Here to remedy the oversight is film historian Joseph McBride, whose new book, “How Did Lubitsch Do It?,” reacquaints readers with the director’s genius while pondering how he slipped from our collective memory.
Revisiting the German-born filmmaker’s singular vision is a worthy task. “Through his eyes,” McBride writes, “we can live vicariously in that artificial, largely imaginary world he created and which he made so much more alluring than the messy world outside the movie palaces or the video screens of our day.”
Lubitsch films, McBride declares, became known for “embodying an ever-fresh, delightful, tantalizing, slyly witty blend of style and substance” known as the “Lubitsch touch,” and he was a pro at getting around the censors. When two characters begin to kiss in “Trouble in Paradise,” for example, the camera cuts to a hand hanging a “Do not disturb” sign on the door. That may seem cliche now, but in the early 1930s, it was a sly maneuver to conjure up a steamy scene without actually showing one.
The director himself may have said it best when he said, “I do not make German or American films, but rather Lubitsch films.” Like Quentin Tarantino or Wes Anderson today, the filmmaker crafted stories that could only happen in a Lubitsch world. He was also ahead of his time with depictions of sexually liberated themes. As early as 1918, he toyed with gender roles in “I Don’t Want to be a Man.”
At Paramount Studios, Lubitsch created some of the first integrated musicals, including 1929’s “The Love Parade” and “One Hour With You” in 1932. That year, Lubitsch also made one of his most beloved films, “Trouble in Paradise,” a romantic comedy about two criminals falling in love featuring dialogue replete with censor-dodging double entendres.
These early sound films used what McBride calls “visual shorthand” that baited the audience by dancing around taboo subjects, often involving sex, class, gender or nationality. Mary Pickford once described Lubitsch as a “director of doors,” because he used doors the way other directors used cigarettes. Instead of showing the aftermath of a sexual encounter with two people smoking — a common trope in classic films — he encouraged us to imagine what was going on behind the image of a closed door.

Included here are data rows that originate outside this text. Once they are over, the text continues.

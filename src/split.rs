use std::collections::HashMap;

use crate::error::ValidationError;
use crate::schemas::{Assignments, Dish, PersonName, PersonTotal, SplitResult};

pub fn calculate(
    dishes: &[Dish],
    people: &[PersonName],
    assignments: &Assignments,
) -> Result<SplitResult, ValidationError> {
    for dish in dishes {
        validate_price(dish)?;
    }

    // Duplicate names collapse into one person, first appearance decides the order
    let mut totals: Vec<(PersonName, f64)> = Vec::with_capacity(people.len());
    let mut positions: HashMap<&str, usize> = HashMap::with_capacity(people.len());
    for person in people {
        positions.entry(person.as_str()).or_insert_with(|| {
            totals.push((person.clone(), 0.0));
            totals.len() - 1
        });
    }

    for dish in dishes {
        let eaters = match assignments.get(&dish.name) {
            Some(eaters) if !eaters.is_empty() => eaters,
            _ => continue,
        };
        // Unknown eaters still count as a share, their part is simply dropped
        let amount_per_eater = dish.price / eaters.len() as f64;
        for eater in eaters {
            if let Some(&position) = positions.get(eater.as_str()) {
                totals[position].1 += amount_per_eater;
            }
        }
    }

    let total = dishes.iter().map(|dish| dish.price).sum::<f64>();
    if !total.is_finite() {
        return Err(ValidationError::TotalOverflow);
    }

    Ok(SplitResult {
        results: totals
            .into_iter()
            .map(|(name, amount)| PersonTotal {
                name,
                amount: round_to_2_decimals(amount),
            })
            .collect(),
        total: round_to_2_decimals(total),
    })
}

fn validate_price(dish: &Dish) -> Result<(), ValidationError> {
    if !dish.price.is_finite() {
        return Err(ValidationError::NonFinitePrice {
            dish: dish.name.clone(),
        });
    }
    if dish.price < 0.0 {
        return Err(ValidationError::NegativePrice {
            dish: dish.name.clone(),
            price: dish.price,
        });
    }
    Ok(())
}

// From 2^52 / 100 on an f64 has no cent fraction left to round
const CENT_PRECISION_LIMIT: f64 = 4_503_599_627_370_496.0 / 100.0;

pub fn round_to_2_decimals(n: f64) -> f64 {
    if n.abs() >= CENT_PRECISION_LIMIT {
        return n;
    }
    (n * 100.0).round() / 100.0
}
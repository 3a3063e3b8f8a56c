use actix_web::http::header::{ContentDisposition, ContentType, DispositionParam, DispositionType};
use actix_web::{get, middleware::Logger, post, web, App, HttpResponse, HttpServer};
use log::{error, info, warn};
use std::sync::Arc;

mod clock;
mod config;
mod error;
mod export;
mod schemas;
mod split;
mod store;

use crate::clock::LocalClock;
use crate::config::Config;
use crate::error::{ApiError, ValidationError};
use crate::export::{attachment_name, render_bill};
use crate::schemas::{CalculateRequest, CalculateResponse};
use crate::split::calculate;
use crate::store::{BillStore, InMemoryBillStore};

const INDEX_HTML: &str = include_str!("../static/index.html");

#[get("/")]
async fn index() -> HttpResponse {
    HttpResponse::Ok()
        .content_type(ContentType::html())
        .body(INDEX_HTML)
}

#[post("/api/calculate")]
async fn calculate_bill(
    store: web::Data<dyn BillStore>,
    request: web::Json<CalculateRequest>,
) -> Result<HttpResponse, ApiError> {
    let request = request.into_inner();
    let split = calculate(&request.dishes, &request.people, &request.assignments).map_err(|err| {
        warn!("Rejected bill: {}", err);
        ApiError::from(err)
    })?;

    let bill_id = store.store(split.clone()).map_err(|err| {
        error!("Couldn't store bill: {}", err);
        ApiError::BadRequest(err.to_string())
    })?;
    info!(
        "Stored bill {} for {} people, total {:.2}",
        bill_id,
        split.results.len(),
        split.total
    );

    Ok(HttpResponse::Ok().json(CalculateResponse {
        success: true,
        results: split.results,
        total: split.total,
        bill_id,
    }))
}

#[get("/api/download/{bill_id}")]
async fn download_bill(
    store: web::Data<dyn BillStore>,
    bill_id: web::Path<String>,
) -> HttpResponse {
    let bill_id = bill_id.into_inner();
    match store.retrieve(&bill_id) {
        Ok(bill) => HttpResponse::Ok()
            .content_type(ContentType::plaintext())
            .insert_header(ContentDisposition {
                disposition: DispositionType::Attachment,
                parameters: vec![DispositionParam::Filename(attachment_name(&bill.id))],
            })
            .body(render_bill(&bill)),
        Err(err) => {
            let err = ApiError::from(err);
            if let ApiError::Internal(message) = &err {
                error!("Couldn't export bill {}: {}", bill_id, message);
            }
            actix_web::ResponseError::error_response(&err)
        }
    }
}

fn json_config() -> web::JsonConfig {
    web::JsonConfig::default().error_handler(|err, _req| {
        warn!("Rejected calculation payload: {}", err);
        ApiError::from(ValidationError::Malformed(err.to_string())).into()
    })
}

fn configure(cfg: &mut web::ServiceConfig) {
    cfg.app_data(json_config())
        .service(index)
        .service(calculate_bill)
        .service(download_bill);
}

#[actix_web::main]
async fn main() -> std::io::Result<()> {
    env_logger::Builder::from_env(env_logger::Env::default().default_filter_or("info")).init();

    let config = Config::from_env()
        .map_err(|err| std::io::Error::new(std::io::ErrorKind::InvalidInput, err))?;
    info!("Listening on {}:{}", config.host, config.port);

    let store: Arc<dyn BillStore> = Arc::new(InMemoryBillStore::new(Arc::new(LocalClock)));
    let store = web::Data::from(store);

    HttpServer::new(move || {
        App::new()
            .wrap(Logger::default())
            .app_data(store.clone())
            .configure(configure)
    })
    .bind((config.host.as_str(), config.port))?
    .run()
    .await
}
use chrono::{Local, NaiveDateTime};

pub trait Clock: Send + Sync {
    fn now(&self) -> NaiveDateTime;
}

/// Wall clock in the server's local timezone.
pub struct LocalClock;

impl Clock for LocalClock {
    fn now(&self) -> NaiveDateTime {
        Local::now().naive_local()
    }
}

#[cfg(test)]
pub use fixed::FixedClock;
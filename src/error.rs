use actix_web::{
    http::{header::ContentType, StatusCode},
    HttpResponse, ResponseError,
};
use thiserror::Error;

use crate::schemas::ErrorResponse;

#[derive(Error, Debug, PartialEq)]
pub enum ValidationError {
    #[error("Malformed request body: {0}")]
    Malformed(String),

    #[error("Price of dish `{dish}` must be a finite number")]
    NonFinitePrice { dish: String },

    #[error("Price of dish `{dish}` must not be negative, got {price}")]
    NegativePrice { dish: String, price: f64 },

    #[error("Bill total is too large")]
    TotalOverflow,
}

#[derive(Error, Debug, PartialEq)]
pub enum StoreError {
    #[error("Bill {0} not found")]
    NotFound(String),

    #[error("Bill store lock poisoned")]
    Poisoned,
}

/// Errors as seen by an HTTP client.
#[derive(Error, Debug)]
pub enum ApiError {
    // Answered as `{ success: false, error }`
    #[error("{0}")]
    BadRequest(String),

    #[error("Bill not found")]
    BillNotFound,

    #[error("{0}")]
    Internal(String),
}

impl From<ValidationError> for ApiError {
    fn from(err: ValidationError) -> Self {
        ApiError::BadRequest(err.to_string())
    }
}

impl From<StoreError> for ApiError {
    fn from(err: StoreError) -> Self {
        match err {
            StoreError::NotFound(_) => ApiError::BillNotFound,
            other => ApiError::Internal(other.to_string()),
        }
    }
}

impl ResponseError for ApiError {
    fn status_code(&self) -> StatusCode {
        match self {
            ApiError::BadRequest(_) => StatusCode::BAD_REQUEST,
            ApiError::BillNotFound => StatusCode::NOT_FOUND,
            ApiError::Internal(_) => StatusCode::INTERNAL_SERVER_ERROR,
        }
    }

    fn error_response(&self) -> HttpResponse {
        match self {
            ApiError::BadRequest(message) => HttpResponse::BadRequest().json(ErrorResponse {
                success: false,
                error: message.clone(),
            }),
            other => HttpResponse::build(other.status_code())
                .content_type(ContentType::plaintext())
                .body(other.to_string()),
        }
    }
}
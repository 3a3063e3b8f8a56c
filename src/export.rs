use crate::schemas::BillRecord;

const CURRENCY: &str = "THB";

pub fn render_bill(bill: &BillRecord) -> String {
    let mut content = String::from("===== Bill Summary =====\n");
    content.push_str(&format!("Created: {}\n\n", bill.timestamp));

    for person in &bill.results {
        content.push_str(&format!("{}: {} {:.2}\n", person.name, CURRENCY, person.amount));
    }

    content.push_str(&format!("\nTotal Bill: {} {:.2}\n", CURRENCY, bill.total));
    content.push_str("=========================\n");
    content
}

pub fn attachment_name(bill_id: &str) -> String {
    format!("bill_{}.txt", bill_id)
}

Lubitsch made a series of edgy films during the “pre-code” era, before censorship employed rules instead of loose guidelines. A film such as “Design for Living” (1933), about a risque living arrangement that leads to a love triangle, wouldn’t get made after the code got its teeth. Lines such as, “It’s true we have a gentleman’s agreement, but unfortunately I’m no gentleman,” would be too hot for the times. In fact, the film was the first to be condemned by the Catholic Legion of Decency. Its re-release was prevented for years, and remakes were also forbidden by censors.
As formal censorship took hold in Hollywood, Lubitsch found himself in a difficult spot, unable to produce the sexually progressive films that made him famous. After rethinking his approach, Lubitsch managed to direct some remarkable films, such as the sly anti-communist “Ninotchka” (1939), which features a cunning, sassy and witty Greta Garbo, “You’ve Got Mail” precursor “The Shop Around the Corner” (1940) and the sharp anti-Nazi yarn “To Be or Not To Be” (1942).

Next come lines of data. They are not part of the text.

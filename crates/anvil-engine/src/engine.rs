use std::collections::HashMap;
use std::path::{Path, PathBuf};
use std::sync::Arc;

use console::style;

use anvil_digest::DigestCache;
use anvil_jobpool::JobPool;
use anvil_process::BuildError;

use crate::target::Target;
use crate::task::{Key, KeyFn, RunFn, TaskDecl, TaskEntry, TaskState};

/// Everything a running task needs to reach back into the engine: to recurse into its own
/// prerequisites, to hash files, and to bound how many external processes run at once.
#[derive(Clone)]
pub struct Ctx {
    engine: Arc<Engine>,
    src: Arc<str>,
}

impl Ctx {
    pub fn root(&self) -> &Path {
        &self.engine.root
    }

    pub fn digest(&self) -> &DigestCache {
        &self.engine.digest
    }

    pub fn job_pool(&self) -> &JobPool {
        &self.engine.job_pool
    }

    /// Recursively brings `targets` up to date on behalf of the currently-running task.
    pub async fn update(&self, targets: &[Target]) -> Result<(), BuildError> {
        self.engine.update(targets, &self.src).await
    }

    /// Digests every file target in `targets`, skipping abstract targets entirely.
    pub async fn hash_file_targets(&self, targets: &[Target]) -> Vec<String> {
        let mut out = Vec::with_capacity(targets.len());
        for t in targets {
            if let Some(path) = t.as_file_path() {
                out.push(self.engine.digest.hash(path).await);
            }
        }
        out
    }

    /// Drops a memoized digest, to be called immediately before a task overwrites `path`.
    pub fn invalidate_digest(&self, path: &str) {
        self.engine.digest.invalidate(path);
    }

    /// Whether `target` is owned by some task in the live registry.
    pub fn is_known(&self, target: &Target) -> bool {
        self.engine.is_known(target)
    }
}

/// Registers tasks against the targets they produce before the graph starts executing.
/// Target ownership is fixed once [`EngineBuilder::build`] runs: every target maps to at
/// most one task for the engine's entire lifetime.
pub struct EngineBuilder {
    root: PathBuf,
    tasks: Vec<TaskEntry>,
    by_target: HashMap<Target, usize>,
}

impl EngineBuilder {
    pub fn new(root: impl Into<PathBuf>) -> Self {
        Self {
            root: root.into(),
            tasks: Vec::new(),
            by_target: HashMap::new(),
        }
    }

    pub fn root(&self) -> &Path {
        &self.root
    }

    /// Registers one task producing `targets`, built from `run` (and, for tasks that can
    /// skip re-running, `key`).
    ///
    /// Panics if any target in `targets` is already owned by an earlier task — two rules
    /// claiming the same output is a configuration bug, not a runtime build failure.
    pub fn add_task(
        &mut self,
        label: impl Into<String>,
        targets: Vec<Target>,
        run: RunFn,
        key: Option<KeyFn>,
    ) {
        let label = label.into();
        let idx = self.tasks.len();
        for t in &targets {
            if let Some(&prev) = self.by_target.get(t) {
                panic!(
                    "target {t} claimed by both task \"{}\" and task \"{label}\"",
                    self.tasks[prev].decl.label
                );
            }
        }
        for t in &targets {
            self.by_target.insert(t.clone(), idx);
        }
        self.tasks.push(TaskEntry {
            decl: TaskDecl { label, targets, run, key },
            state: TaskState::default(),
        });
    }

    pub fn build(self) -> Arc<Engine> {
        Arc::new(Engine {
            root: self.root,
            tasks: self.tasks.into_iter().map(Arc::new).collect(),
            by_target: self.by_target,
            digest: DigestCache::new(),
            job_pool: JobPool::for_host(),
        })
    }
}

/// The task registry plus scheduler: owns every declared task and drives them to
/// completion on demand, memoizing concurrent requests for the same task.
pub struct Engine {
    root: PathBuf,
    tasks: Vec<Arc<TaskEntry>>,
    by_target: HashMap<Target, usize>,
    digest: DigestCache,
    job_pool: JobPool,
}

impl Engine {
    pub fn root(&self) -> &Path {
        &self.root
    }

    pub fn job_pool(&self) -> &JobPool {
        &self.job_pool
    }

    pub fn digest(&self) -> &DigestCache {
        &self.digest
    }

    pub fn is_known(&self, target: &Target) -> bool {
        self.by_target.contains_key(target)
    }

    /// Clears every task's remembered key, as if this were a fresh process with no
    /// persisted cache.
    pub fn clear_all_cached_keys(&self) {
        for t in &self.tasks {
            *t.state.cached_key.lock() = None;
        }
    }

    /// Seeds a task's remembered key (e.g. loaded from a persistent cache file). Returns
    /// `false` if `target` names no known task, so the caller can treat the entry as stale.
    pub fn set_cached_key(&self, target: &Target, key: Key) -> bool {
        match self.by_target.get(target) {
            Some(&idx) => {
                *self.tasks[idx].state.cached_key.lock() = Some(key);
                true
            }
            None => false,
        }
    }

    /// Every target currently owned by a task holding a remembered key, suitable for
    /// serializing back out to a persistent cache file.
    pub fn cached_entries(&self) -> HashMap<String, Key> {
        let mut out = HashMap::new();
        for t in &self.tasks {
            if let Some(key) = t.state.cached_key.lock().clone() {
                for target in &t.decl.targets {
                    out.insert(target.to_string(), key.clone());
                }
            }
        }
        out
    }

    /// Brings every target in `targets` up to date, recursing into whatever tasks produce
    /// them. `src` names the requester, used only for diagnostics on failure.
    ///
    /// Targets with no owning task are resolved directly: an abstract target with no task
    /// is a configuration error surfaced as a [`BuildError`]; a file target with no task is
    /// assumed to already exist on disk and is probed for read access.
    pub async fn update(self: &Arc<Self>, targets: &[Target], src: &str) -> Result<(), BuildError> {
        let mut pending_indices = Vec::new();
        let mut futures = Vec::new();

        for t in targets {
            match self.by_target.get(t) {
                Some(&idx) => {
                    pending_indices.push(idx);
                    let engine = self.clone();
                    let src = src.to_string();
                    futures.push(async move { engine.start_or_await(idx, &src).await });
                }
                None => match t {
                    Target::Abstract(_) => {
                        return Err(BuildError::new(format!(
                            "{} requested by {src} names no task",
                            t
                        )));
                    }
                    Target::File(path) => {
                        if tokio::fs::File::open(path).await.is_err() {
                            return Err(BuildError::new(format!(
                                "{} requested by {src} does not exist and no task produces it",
                                t
                            )));
                        }
                    }
                },
            }
        }

        futures::future::join_all(futures).await;

        for idx in pending_indices {
            if self.tasks[idx].state.outcome.get().copied() == Some(true) {
                return Err(BuildError::new(format!(
                    "for lack of {}",
                    self.tasks[idx].decl.label
                )));
            }
        }
        Ok(())
    }

    async fn start_or_await(self: &Arc<Self>, idx: usize, src: &str) -> bool {
        let entry = self.tasks[idx].clone();
        let engine = self.clone();
        let src = src.to_string();
        *entry
            .state
            .outcome
            .get_or_init(|| {
                let entry = entry.clone();
                async move {
                    *entry.state.src.lock() = Some(src);
                    engine.run_task(&entry).await
                }
            })
            .await
    }

    /// Runs one task to completion, returning whether it failed. Checks the remembered key
    /// first: if it is set and still matches after updating prerequisites, the task's
    /// effect is assumed to already hold and `run` is skipped entirely.
    async fn run_task(self: &Arc<Self>, entry: &Arc<TaskEntry>) -> bool {
        let ctx = Ctx {
            engine: self.clone(),
            src: entry.decl.label.as_str().into(),
        };

        let remembered = entry.state.cached_key.lock().clone();
        if let (Some(remembered), Some(key_fn)) = (remembered, &entry.decl.key) {
            match key_fn(ctx.clone()).await {
                Ok(current) if current == remembered => {
                    log::debug!("{}: up to date, skipping", entry.decl.label);
                    return false;
                }
                Ok(_) => {}
                Err(e) => return self.fail(entry, &e),
            }
        }

        *entry.state.cached_key.lock() = None;
        if let Err(e) = (entry.decl.run)(ctx.clone()).await {
            return self.fail(entry, &e);
        }

        if let Some(key_fn) = &entry.decl.key {
            match key_fn(ctx).await {
                Ok(new_key) => *entry.state.cached_key.lock() = Some(new_key),
                Err(e) => return self.fail(entry, &e),
            }
        }
        false
    }

    fn fail(&self, entry: &Arc<TaskEntry>, err: &BuildError) -> bool {
        eprintln!("{}", style(format!("!!! FAILED [{}] {err}", entry.decl.label)).red());
        log::error!("task \"{}\" failed: {err}", entry.decl.label);
        true
    }
}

Since Lubitsch’s day, McBride observes a consistent decline in sophisticated comedy, which has been replaced by shock humor and profanity. The author fears that “the trends that have dumbed down our society” — such as “the decline of our educational system, the widespread loss of interest in the past, the frenetic acceleration of the pace of life, [and] the aggressive forces of political ignorance” — explain, in part, why interest in historic films has waned.

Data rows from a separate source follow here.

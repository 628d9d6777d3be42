// Copyright 2026 The Anvil Authors.
// Licensed under the Apache License, Version 2.0 (see LICENSE).

//! Concrete task builders laid on top of the generic engine: a one-shot command (`rule`),
//! a C++ compile step with discovered header dependencies (`cpp`), and a link step
//! (`link`).

mod builders;
mod depfile;
mod options;

pub use builders::{cpp, link, rule};
pub use options::{ConfigError, Options};
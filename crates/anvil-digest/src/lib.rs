// Copyright 2026 The Anvil Authors.
// Licensed under the Apache License, Version 2.0 (see LICENSE).

//! In-process memoized content digests of files on disk.
//!
//! A digest is not a cryptographic commitment: it only needs to change whenever the bytes
//! of a file change, so a task that depends on that file is forced to re-key. MD5 is used
//! because it is fast and because the cache file this produces is meant to be compared for
//! equality, never trusted across an adversarial boundary.

use std::collections::HashMap;
use std::path::Path;

use base64::Engine as _;
use parking_lot::Mutex;

/// Placeholder digest returned for a path that cannot be read (e.g. not yet produced).
pub const UNREADABLE: &str = "path:x";

fn encode(bytes: &[u8]) -> String {
    let digest = md5::compute(bytes);
    format!("path:{}", base64::engine::general_purpose::STANDARD.encode(digest.0))
}

/// Digests the full content of one file. Never fails: an unreadable path yields
/// [`UNREADABLE`], matching the source behavior of treating "doesn't exist yet" as a
/// distinct-but-stable signature rather than an error.
pub async fn digest_file(path: &Path) -> String {
    match tokio::fs::read(path).await {
        Ok(bytes) => encode(&bytes),
        Err(_) => UNREADABLE.to_string(),
    }
}

/// Memoizes [`digest_file`] results by path for the lifetime of one process.
///
/// Entries are invalidated explicitly by a task immediately before it overwrites the
/// corresponding file; there is no TTL and no automatic staleness detection.
#[derive(Default)]
pub struct DigestCache {
    memo: Mutex<HashMap<String, String>>,
}

impl DigestCache {
    pub fn new() -> Self {
        Self {
            memo: Mutex::new(HashMap::new()),
        }
    }

    /// Returns the memoized digest for `path`, computing and storing it if absent.
    ///
    /// Two concurrent first-requests for the same path may each perform the read; this is
    /// a deliberate simplification (the computation is idempotent and cheap relative to the
    /// process-spawns it gates) rather than a per-path `OnceCell` table.
    pub async fn hash(&self, path: &str) -> String {
        if let Some(hit) = self.memo.lock().get(path).cloned() {
            return hit;
        }
        let digest = digest_file(Path::new(path)).await;
        self.memo.lock().insert(path.to_string(), digest.clone());
        digest
    }

    /// Drops any memoized digest for `path`. Call this immediately before a task writes to
    /// `path`, so that the next read observes fresh content rather than a stale digest.
    pub fn invalidate(&self, path: &str) {
        self.memo.lock().remove(path);
    }
}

However, McBride remains optimistic. Access to films new and old is on the rise, which means that more people may discover hidden gems, sparking renewed interest in Lubitsch and other Golden Age filmmakers. McBride’s study serves as both a biography and a cultural history of Europe’s influence on Hollywood that will be a great companion for those interested in underexplored comedies in film history.